Your web-application can partition and identity different tenants based on several options such as part of the url (e.g myapp/tenant1 vs myapp/tenant2) or via a host header (e.g. tenant1.myapp.cloudapp.net vs tenant2.myapp.cloudapp.net)
HTH
I'm looking into moving an existing app to Azure. It will have an MVC app in one web role and some WCF services in another web role. When live, the site will live at http://www.myapp.com and the services will be at http://api.myapp.com with the MVC app configured to point to the services at http://api.myapp.com.
The problem is when pushing the app to the "stage" configuration on Azure. My understanding is that each push to stage will cause the services to live at a new url (something random like http://4aa5ae2071324585ba5a902f4242a98c.cloudapp.net/). In this case, what is the best way for my MVC app to discover the url of the services?
One option would be to setup a dns entry like http://stage.api.myapp.com and update my DNS CNAME record to point to the new Azure staging url every time I push to stage, but... yuck.
Another option would be to push to stage, get the new urls for the services, RDC to each instance of the MVC role and manually update the configurations. Also yuck.
Is there a simple way to do this? I know I could automate some of the steps above with something like PowerShell, but I'm really hoping there's something baked into the Azure framework that makes this easy. It seems like it would be such a standard scenario.
The only way to dynamically discover what the staging URL will be is to have the instance check its own deploymentID. I am assuming here that the MVC website and the WCF service are in the same deployment. If you check the RoleEnvironment.DeploymentID, you will find that this corresponds exactly to the 'random' URL used in staging (i.e. http://[deploymentID].cloudapp.net).
As long as you are dynamically creating the ChannelFactory on the clientside, it should be able to take its own DeploymentID and find the staging URL.
Of course, this is only useful when deployed in staging. Why don't you simply use the Production slot? That name is stable and you can rely on it or the CNAME (more likely) that you set for it. You can always have multiple hosted services (dev, QA, prod, etc.) and just use the production slot on them.

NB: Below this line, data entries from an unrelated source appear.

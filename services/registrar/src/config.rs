//! Configuration for the registrar.
//!
//! Two sources:
//! - [`ServiceConfig`]: where and how to talk to the image service, from the
//!   environment.
//! - [`BuildPlan`]: what to register, from a TOML build plan written by the
//!   earlier pipeline steps.

use amiforge_id::Region;
use amiforge_reconcile::{BlockDeviceMapping, OmissionSet, RootDeviceSpec, SnapshotIdLookup};
use serde::{Deserialize, Serialize};
use thiserror::Error;

use crate::waiter::PollingConfig;

/// Architectures the provider accepts.
pub const ARCHITECTURES: &[&str] = &["i386", "x86_64", "arm64", "x86_64_mac", "arm64_mac"];

/// Boot modes the provider accepts.
pub const BOOT_MODES: &[&str] = &["legacy-bios", "uefi", "uefi-preferred"];

/// Virtualization types the provider accepts.
pub const VIRTUALIZATION_TYPES: &[&str] = &["hvm", "paravirtual"];

/// Configuration errors.
#[derive(Debug, Error)]
pub enum ConfigError {
    #[error("invalid build plan: {0}")]
    Parse(#[from] toml::de::Error),

    #[error("{0} must not be empty")]
    MissingField(&'static str),

    #[error("unsupported architecture '{0}'")]
    UnsupportedArchitecture(String),

    #[error("unsupported boot mode '{0}'")]
    UnsupportedBootMode(String),

    #[error("unsupported virtualization type '{0}'")]
    UnsupportedVirtualizationType(String),

    #[error("invalid {var}: {message}")]
    InvalidEnv { var: &'static str, message: String },
}

/// Image service configuration.
#[derive(Debug, Clone)]
pub struct ServiceConfig {
    /// Image service API URL.
    pub endpoint: String,

    /// Region the image is registered in.
    pub region: Region,

    /// Log level (trace, debug, info, warn, error).
    pub log_level: String,

    /// Availability polling policy.
    pub polling: PollingConfig,
}

impl ServiceConfig {
    /// Load configuration from environment variables.
    pub fn from_env() -> Result<Self, ConfigError> {
        let endpoint = std::env::var("AMIFORGE_ENDPOINT")
            .unwrap_or_else(|_| "http://127.0.0.1:8080".to_string());

        let region = std::env::var("AMIFORGE_REGION").unwrap_or_else(|_| "us-east-1".to_string());
        let region = Region::parse(&region).map_err(|e| ConfigError::InvalidEnv {
            var: "AMIFORGE_REGION",
            message: e.to_string(),
        })?;

        let log_level = std::env::var("AMIFORGE_LOG_LEVEL").unwrap_or_else(|_| "info".to_string());

        Ok(Self {
            endpoint,
            region,
            log_level,
            polling: PollingConfig::from_env(),
        })
    }
}

/// A launch-time mapping, optionally excluded from the final image.
#[derive(Debug, Clone, Default, PartialEq, Eq, Serialize, Deserialize)]
pub struct LaunchBlockDevice {
    #[serde(flatten)]
    pub mapping: BlockDeviceMapping,

    /// Drop this device from the registered image (instance-store scratch
    /// disks and the like).
    #[serde(default)]
    pub omit_from_artifact: bool,
}

/// Image settings of a build.
#[derive(Debug, Clone, PartialEq, Eq, Serialize, Deserialize)]
pub struct BuildConfig {
    /// Name the finished image is published under.
    pub ami_name: String,

    #[serde(default = "default_virtualization_type")]
    pub ami_virtualization_type: String,

    #[serde(default = "default_architecture")]
    pub architecture: String,

    /// Encrypt the boot volume. Unset means "leave it to the provider".
    #[serde(default)]
    pub encrypt_boot: Option<bool>,

    /// Don't publish the image in the build region; a later step copies it.
    #[serde(default)]
    pub skip_build_region: bool,

    pub root_device: RootDeviceSpec,

    #[serde(default)]
    pub ami_block_device_mappings: Vec<BlockDeviceMapping>,

    #[serde(default)]
    pub launch_block_device_mappings: Vec<LaunchBlockDevice>,

    /// Enable ENA networking. Only an explicit `true` is sent.
    #[serde(default)]
    pub ena_support: Option<bool>,

    /// Enable SR-IOV networking (`simple` mode).
    #[serde(default)]
    pub sriov_support: bool,

    #[serde(default)]
    pub boot_mode: Option<String>,
}

fn default_virtualization_type() -> String {
    "hvm".to_string()
}

fn default_architecture() -> String {
    "x86_64".to_string()
}

impl BuildConfig {
    /// Minimal config for an image name and root device.
    pub fn new(ami_name: impl Into<String>, root_device: RootDeviceSpec) -> Self {
        Self {
            ami_name: ami_name.into(),
            ami_virtualization_type: default_virtualization_type(),
            architecture: default_architecture(),
            encrypt_boot: None,
            skip_build_region: false,
            root_device,
            ami_block_device_mappings: Vec::new(),
            launch_block_device_mappings: Vec::new(),
            ena_support: None,
            sriov_support: false,
            boot_mode: None,
        }
    }

    /// Launch mappings without their omission flags.
    pub fn launch_devices(&self) -> Vec<BlockDeviceMapping> {
        self.launch_block_device_mappings
            .iter()
            .map(|d| d.mapping.clone())
            .collect()
    }

    /// Omission flags keyed by launch device name.
    pub fn omissions(&self) -> OmissionSet {
        self.launch_block_device_mappings
            .iter()
            .filter(|d| d.omit_from_artifact)
            .map(|d| (d.mapping.device_name.clone(), true))
            .collect()
    }

    /// Whether the image is registered under a temporary name for a later
    /// copy step to finalize.
    pub fn wants_intermediary_image(&self) -> bool {
        self.encrypt_boot == Some(true) || self.skip_build_region
    }

    pub fn validate(&self) -> Result<(), ConfigError> {
        if self.ami_name.trim().is_empty() {
            return Err(ConfigError::MissingField("ami_name"));
        }
        if self.root_device.device_name.is_empty() {
            return Err(ConfigError::MissingField("root_device.device_name"));
        }
        if self.root_device.source_device_name.is_empty() {
            return Err(ConfigError::MissingField("root_device.source_device_name"));
        }
        if !VIRTUALIZATION_TYPES.contains(&self.ami_virtualization_type.as_str()) {
            return Err(ConfigError::UnsupportedVirtualizationType(
                self.ami_virtualization_type.clone(),
            ));
        }
        if !ARCHITECTURES.contains(&self.architecture.as_str()) {
            return Err(ConfigError::UnsupportedArchitecture(
                self.architecture.clone(),
            ));
        }
        if let Some(mode) = self.boot_mode.as_deref().filter(|m| !m.is_empty()) {
            if !BOOT_MODES.contains(&mode) {
                return Err(ConfigError::UnsupportedBootMode(mode.to_string()));
            }
        }
        Ok(())
    }
}

/// Everything the step consumes from earlier pipeline steps.
#[derive(Debug, Clone, PartialEq, Eq, Serialize, Deserialize)]
pub struct BuildPlan {
    pub image: BuildConfig,

    /// Snapshots taken of the launch volumes, by device name.
    #[serde(default)]
    pub snapshot_ids: SnapshotIdLookup,
}

impl BuildPlan {
    /// Parse and validate a TOML build plan.
    pub fn from_toml_str(contents: &str) -> Result<Self, ConfigError> {
        let plan: Self = toml::from_str(contents)?;
        plan.image.validate()?;
        Ok(plan)
    }
}

#[cfg(test)]
mod tests {
    use super::*;
    use amiforge_id::SnapshotId;

    const PLAN: &str = r#"
[image]
ami_name = "web-base"
architecture = "arm64"
ena_support = true
boot_mode = "uefi"

[image.root_device]
source_device_name = "/dev/xvdf"
device_name = "/dev/xvda"

[[image.ami_block_device_mappings]]
device_name = "/dev/xvdb"
virtual_name = "ephemeral0"

[[image.launch_block_device_mappings]]
device_name = "/dev/xvdf"
volume_size = 8
delete_on_termination = true

[[image.launch_block_device_mappings]]
device_name = "/dev/xvdg"
volume_size = 100
omit_from_artifact = true

[snapshot_ids]
"/dev/xvdf" = "snap-0123abcd"
"#;

    #[test]
    fn test_parse_build_plan() {
        let plan = BuildPlan::from_toml_str(PLAN).unwrap();
        let image = &plan.image;

        assert_eq!(image.ami_name, "web-base");
        assert_eq!(image.ami_virtualization_type, "hvm");
        assert_eq!(image.architecture, "arm64");
        assert_eq!(image.ena_support, Some(true));
        assert_eq!(image.encrypt_boot, None);
        assert_eq!(image.root_device.device_name, "/dev/xvda");
        assert_eq!(image.ami_block_device_mappings.len(), 1);
        assert_eq!(image.launch_devices().len(), 2);
        assert_eq!(image.launch_devices()[0].volume_size, Some(8));
        assert_eq!(
            plan.snapshot_ids.get("/dev/xvdf"),
            Some(&SnapshotId::parse("snap-0123abcd").unwrap())
        );
    }

    #[test]
    fn test_omissions_from_launch_flags() {
        let plan = BuildPlan::from_toml_str(PLAN).unwrap();
        let omissions = plan.image.omissions();

        assert_eq!(omissions.len(), 1);
        assert_eq!(omissions.get("/dev/xvdg"), Some(&true));
    }

    #[test]
    fn test_intermediary_image() {
        let mut config = BuildConfig::new("img", RootDeviceSpec::new("/dev/sda1", "/dev/xvda"));
        assert!(!config.wants_intermediary_image());

        config.encrypt_boot = Some(false);
        assert!(!config.wants_intermediary_image());

        config.encrypt_boot = Some(true);
        assert!(config.wants_intermediary_image());

        config.encrypt_boot = None;
        config.skip_build_region = true;
        assert!(config.wants_intermediary_image());
    }

    #[test]
    fn test_validate_rejects_bad_values() {
        let root = RootDeviceSpec::new("/dev/sda1", "/dev/xvda");

        let config = BuildConfig::new("  ", root.clone());
        assert!(matches!(
            config.validate(),
            Err(ConfigError::MissingField("ami_name"))
        ));

        let mut config = BuildConfig::new("img", root.clone());
        config.architecture = "sparc".to_string();
        assert!(matches!(
            config.validate(),
            Err(ConfigError::UnsupportedArchitecture(_))
        ));

        let mut config = BuildConfig::new("img", root.clone());
        config.boot_mode = Some("bios".to_string());
        assert!(matches!(
            config.validate(),
            Err(ConfigError::UnsupportedBootMode(_))
        ));

        let mut config = BuildConfig::new("img", RootDeviceSpec::new("/dev/sda1", ""));
        config.boot_mode = Some(String::new());
        assert!(matches!(
            config.validate(),
            Err(ConfigError::MissingField("root_device.device_name"))
        ));
    }

    #[test]
    fn test_invalid_toml() {
        let err = BuildPlan::from_toml_str("[image]\nami_name = 1").unwrap_err();
        assert!(matches!(err, ConfigError::Parse(_)));
    }
}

Don't do what #dunnry is suggesting! Azure has a really good concept of endpoints that solve your problem. And you have access to this info from your RoleEnvironment class.
You can take a look at my blog post on how to get the endpoint from the client. The key part is to create an internal endpoint at which your WCF service is listening. Keep in mind though, you don't necessarily need a new role for this, and personally, I would rather host it in IIS alongide the original Web role & have two of these roles for improved reliability.
This way, it doesn't matter what the deployment is, because the service communication will take place inside that deployment, be it staging or production.